Algo bajo el agua acababa de intentar arrastrarme hacia abajo.
Sobresaltada, Hastia corrió hacia allí.
¿Qué le ocurre, Sir Sian?
Incluso mientras enviaba su mensaje, Hastia seguía de pie sobre el puente de hielo.
“Ven aquí un segundo.”
Ante mis palabras, Hastia bajó obedientemente del puente.
Intenté con cuidado volver a poner el pie en el puente.
-¡Suuk!
—pero inmediatamente lo retiró.
Era lo mismo que antes.
Hastia se quedó boquiabierta, fascinada, como si nunca hubiera visto nada igual.
“Intenta volver a subirte.”
Una vez más, Hastia subió obedientemente al puente.
‘……?’
Ella estaba perfectamente bien.
Caminó, corrió, incluso saltó en el sitio, pero el puente no reaccionó en absoluto.
“¿Qué se supone que significa esto?”
De repente, sentí una punzada de irritación en mi interior.
Hastia, que había regresado a mi lado, comenzó a inspeccionar la zona alrededor del puente.
Entonces, como por casualidad, encontró una tablilla de piedra y me la enseñó.
¡Sir Sian, mire esto!
La tablilla tenía inscripciones que no pude descifrar.
“¿Qué dice?”
«Es una lengua ancestral que solo se ha transmitido entre nosotros, los Elfos Blancos. ¡La traduciré enseguida!»
Hastia me tomó de la mano con una de las suyas, y con la otra, repasó las letras de la tableta mientras traducía.
«Quienes hayan manchado sus manos con una sola gota de sangre ajena… no podrán cruzar este puente… Eso es lo que dice.»

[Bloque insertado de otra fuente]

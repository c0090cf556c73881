//! SQLite storage implementation

use std::path::Path;

use rusqlite::{Connection, OptionalExtension, params};

use super::schema;
use crate::Result;
use crate::model::{Category, NewProduct, Product};

/// SQLite-backed storage for the product catalog
pub struct CatalogStore {
    conn: Connection,
}

impl CatalogStore {
    /// Open a database file (creates if doesn't exist) and apply the schema.
    /// Schema application is idempotent; reopening an initialized file is a
    /// no-op for table creation.
    pub fn open(path: &Path) -> Result<Self> {
        let conn = Connection::open(path)?;
        let store = Self { conn };
        store.initialize_schema()?;
        Ok(store)
    }

    /// Open an in-memory database (for testing)
    pub fn open_in_memory() -> Result<Self> {
        let conn = Connection::open_in_memory()?;
        let store = Self { conn };
        store.initialize_schema()?;
        Ok(store)
    }

    /// Initialize the database schema and enable foreign-key enforcement
    fn initialize_schema(&self) -> Result<()> {
        self.conn.pragma_update(None, "foreign_keys", "ON")?;
        for stmt in schema::all_schema_statements() {
            self.conn.execute(stmt, [])?;
        }
        Ok(())
    }

    /// Close the connection, releasing file handles and cached statements.
    /// Consumes the store; dropping an unclosed store releases them too.
    pub fn close(self) -> Result<()> {
        self.conn.close().map_err(|(_, e)| e.into())
    }

    // ========== Write Operations ==========

    /// Insert a single category, returning its generated id
    pub fn insert_category(&self, name: &str) -> Result<i64> {
        self.conn
            .execute("INSERT INTO categories (name) VALUES (?1)", [name])?;
        Ok(self.conn.last_insert_rowid())
    }

    /// Insert a batch of categories in one transaction (all rows or none).
    /// Returns the committed rows with their store-assigned ids.
    pub fn insert_categories(&mut self, names: &[&str]) -> Result<Vec<Category>> {
        let tx = self.conn.transaction()?;
        let mut categories = Vec::with_capacity(names.len());
        for name in names {
            tx.execute("INSERT INTO categories (name) VALUES (?1)", [name])?;
            categories.push(Category {
                id: tx.last_insert_rowid(),
                name: name.to_string(),
            });
        }
        tx.commit()?;
        Ok(categories)
    }

    /// Insert a batch of products in one transaction (all rows or none)
    pub fn insert_products(&mut self, products: &[NewProduct]) -> Result<usize> {
        let tx = self.conn.transaction()?;
        for product in products {
            tx.execute(
                "INSERT INTO products (name, price, category_id) VALUES (?1, ?2, ?3)",
                params![product.name, product.price, product.category_id],
            )?;
        }
        tx.commit()?;
        Ok(products.len())
    }

    // ========== Counts ==========

    /// Count all categories
    pub fn count_categories(&self) -> Result<usize> {
        let count: i64 =
            self.conn
                .query_row("SELECT COUNT(*) FROM categories", [], |row| row.get(0))?;
        Ok(count as usize)
    }

    /// Count all products
    pub fn count_products(&self) -> Result<usize> {
        let count: i64 = self
            .conn
            .query_row("SELECT COUNT(*) FROM products", [], |row| row.get(0))?;
        Ok(count as usize)
    }

    // ========== Read Queries ==========

    /// All categories, ordered by id ascending
    pub fn list_categories(&self) -> Result<Vec<Category>> {
        let mut stmt = self
            .conn
            .prepare("SELECT id, name FROM categories ORDER BY id")?;

        let categories = stmt
            .query_map([], |row| Self::row_to_category(row))?
            .filter_map(|r| r.ok())
            .collect();

        Ok(categories)
    }

    /// All products in a category, ordered by id ascending
    pub fn products_by_category(&self, category_id: i64) -> Result<Vec<Product>> {
        let mut stmt = self.conn.prepare(
            "SELECT id, name, price, category_id FROM products WHERE category_id = ?1 ORDER BY id",
        )?;

        let products = stmt
            .query_map([category_id], |row| Self::row_to_product(row))?
            .filter_map(|r| r.ok())
            .collect();

        Ok(products)
    }

    /// Sum of product prices in a category; 0.0 when the category has no products
    pub fn category_total_value(&self, category_id: i64) -> Result<f64> {
        let total: f64 = self.conn.query_row(
            "SELECT COALESCE(SUM(price), 0.0) FROM products WHERE category_id = ?1",
            [category_id],
            |row| row.get(0),
        )?;
        Ok(total)
    }

    /// Arithmetic mean of all product prices; None when there are no products
    pub fn average_price(&self) -> Result<Option<f64>> {
        let avg: Option<f64> =
            self.conn
                .query_row("SELECT AVG(price) FROM products", [], |row| row.get(0))?;
        Ok(avg)
    }

    /// The highest-priced product; ties resolve to the lowest id
    pub fn most_expensive(&self) -> Result<Option<Product>> {
        self.conn
            .query_row(
                "SELECT id, name, price, category_id FROM products \
                 ORDER BY price DESC, id ASC LIMIT 1",
                [],
                |row| Self::row_to_product(row),
            )
            .optional()
            .map_err(Into::into)
    }

    /// The lowest-priced product; ties resolve to the lowest id
    pub fn least_expensive(&self) -> Result<Option<Product>> {
        self.conn
            .query_row(
                "SELECT id, name, price, category_id FROM products \
                 ORDER BY price ASC, id ASC LIMIT 1",
                [],
                |row| Self::row_to_product(row),
            )
            .optional()
            .map_err(Into::into)
    }

    /// Every product paired with its owning category (inner join), ordered by
    /// product id ascending
    pub fn joined_listing(&self) -> Result<Vec<(Product, Category)>> {
        let mut stmt = self.conn.prepare(
            "SELECT p.id, p.name, p.price, p.category_id, c.id, c.name \
             FROM products p JOIN categories c ON p.category_id = c.id \
             ORDER BY p.id",
        )?;

        let pairs = stmt
            .query_map([], |row| {
                let product = Self::row_to_product(row)?;
                let category = Category {
                    id: row.get(4)?,
                    name: row.get(5)?,
                };
                Ok((product, category))
            })?
            .filter_map(|r| r.ok())
            .collect();

        Ok(pairs)
    }

    // ========== Row Mappers ==========

    fn row_to_category(row: &rusqlite::Row) -> rusqlite::Result<Category> {
        Ok(Category {
            id: row.get(0)?,
            name: row.get(1)?,
        })
    }

    fn row_to_product(row: &rusqlite::Row) -> rusqlite::Result<Product> {
        Ok(Product {
            id: row.get(0)?,
            name: row.get(1)?,
            price: row.get(2)?,
            category_id: row.get(3)?,
        })
    }
}

#[cfg(test)]
mod tests {
    use super::*;

    #[test]
    fn test_open_is_idempotent_across_reopen() {
        let dir = tempfile::tempdir().unwrap();
        let path = dir.path().join("catalog.db");

        {
            let store = CatalogStore::open(&path).unwrap();
            store.insert_category("Electronics").unwrap();
            store.close().unwrap();
        }

        // Reopening applies the schema again without clobbering data
        let store = CatalogStore::open(&path).unwrap();
        assert_eq!(store.count_categories().unwrap(), 1);
        assert_eq!(
            store.list_categories().unwrap()[0].name,
            "Electronics"
        );
    }

    #[test]
    fn test_insert_category_returns_generated_id() {
        let store = CatalogStore::open_in_memory().unwrap();

        let first = store.insert_category("Books").unwrap();
        let second = store.insert_category("Clothing").unwrap();

        assert!(second > first);
        let categories = store.list_categories().unwrap();
        assert_eq!(categories[0].id, first);
        assert_eq!(categories[1].id, second);
    }

    #[test]
    fn test_duplicate_category_name_rejected() {
        let store = CatalogStore::open_in_memory().unwrap();

        store.insert_category("Books").unwrap();
        let err = store.insert_category("Books");
        assert!(matches!(err, Err(crate::Error::Storage(_))));
        assert_eq!(store.count_categories().unwrap(), 1);
    }

    #[test]
    fn test_orphan_product_rejected() {
        let mut store = CatalogStore::open_in_memory().unwrap();

        let err = store.insert_products(&[NewProduct::new("Ghost", 1.0, 999)]);
        assert!(matches!(err, Err(crate::Error::Storage(_))));
        assert_eq!(store.count_products().unwrap(), 0);
    }

    #[test]
    fn test_product_batch_is_atomic() {
        let mut store = CatalogStore::open_in_memory().unwrap();
        let id = store.insert_category("Electronics").unwrap();

        // Second row violates the foreign key; the first must not survive
        let batch = [
            NewProduct::new("Smartphone", 699.99, id),
            NewProduct::new("Ghost", 1.0, 999),
        ];
        assert!(store.insert_products(&batch).is_err());
        assert_eq!(store.count_products().unwrap(), 0);
    }

    #[test]
    fn test_category_total_value_empty_is_zero() {
        let store = CatalogStore::open_in_memory().unwrap();
        let id = store.insert_category("Books").unwrap();
        assert_eq!(store.category_total_value(id).unwrap(), 0.0);
    }

    #[test]
    fn test_extremes_tie_break_on_lowest_id() {
        let mut store = CatalogStore::open_in_memory().unwrap();
        let id = store.insert_category("Books").unwrap();
        store
            .insert_products(&[
                NewProduct::new("First", 9.99, id),
                NewProduct::new("Second", 9.99, id),
            ])
            .unwrap();

        let most = store.most_expensive().unwrap().unwrap();
        let least = store.least_expensive().unwrap().unwrap();
        assert_eq!(most.name, "First");
        assert_eq!(least.name, "First");
    }

    #[test]
    fn test_empty_store_queries() {
        let store = CatalogStore::open_in_memory().unwrap();

        assert!(store.list_categories().unwrap().is_empty());
        assert!(store.joined_listing().unwrap().is_empty());
        assert_eq!(store.average_price().unwrap(), None);
        assert_eq!(store.most_expensive().unwrap(), None);
    }
}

Una maldición se me escapó de la boca.
¿Hay alguien que haya tenido alguna vez aunque sea una gota de la sangre de otra persona en sus manos?
Básicamente, me estaba diciendo que no cruzara.
Olvídate de mí, ¿acaso había algún otro ser humano capaz de cruzar este puente?
Como cabía esperar de la pura y noble Diosa del Agua, ella no permitiría el paso a nadie manchado por la impureza.
‘¿Qué debemos hacer, Sir Sian? No creo que pueda cruzar este puente…’
Hastia parecía completamente perdida ante este obstáculo inesperado.
“¿Qué quieres decir con qué hacemos? Tendremos que volver atrás y buscar otra solución.”
Menos mal que traje a este amable elfo conmigo, o me habría quedado aquí todo el día mirando esa tableta.
Dicho esto, me di la vuelta y me dirigí en otra dirección.
* * *
Hastia dejó la tableta y estaba a punto de seguir a Cyan cuando algo delgado en el puente le llamó la atención.
Rápidamente subió para ver qué era.
¿Un pelo?
Era una hebra larga y oscura, algo que rara vez se veía en la Tierra Helada.
A juzgar por su longitud, no era de Cyan.
Hastia se quedó mirando el cabello por un momento, luego miró hacia el otro lado del puente.
¿Alguien más cruzó este puente además de nosotros?
“¿Qué estás haciendo? ¡Date prisa!”
Incapaz de esperar más, Cyan gritó desde adelante.
Hastia recogió rápidamente el cabello y siguió a Cyan.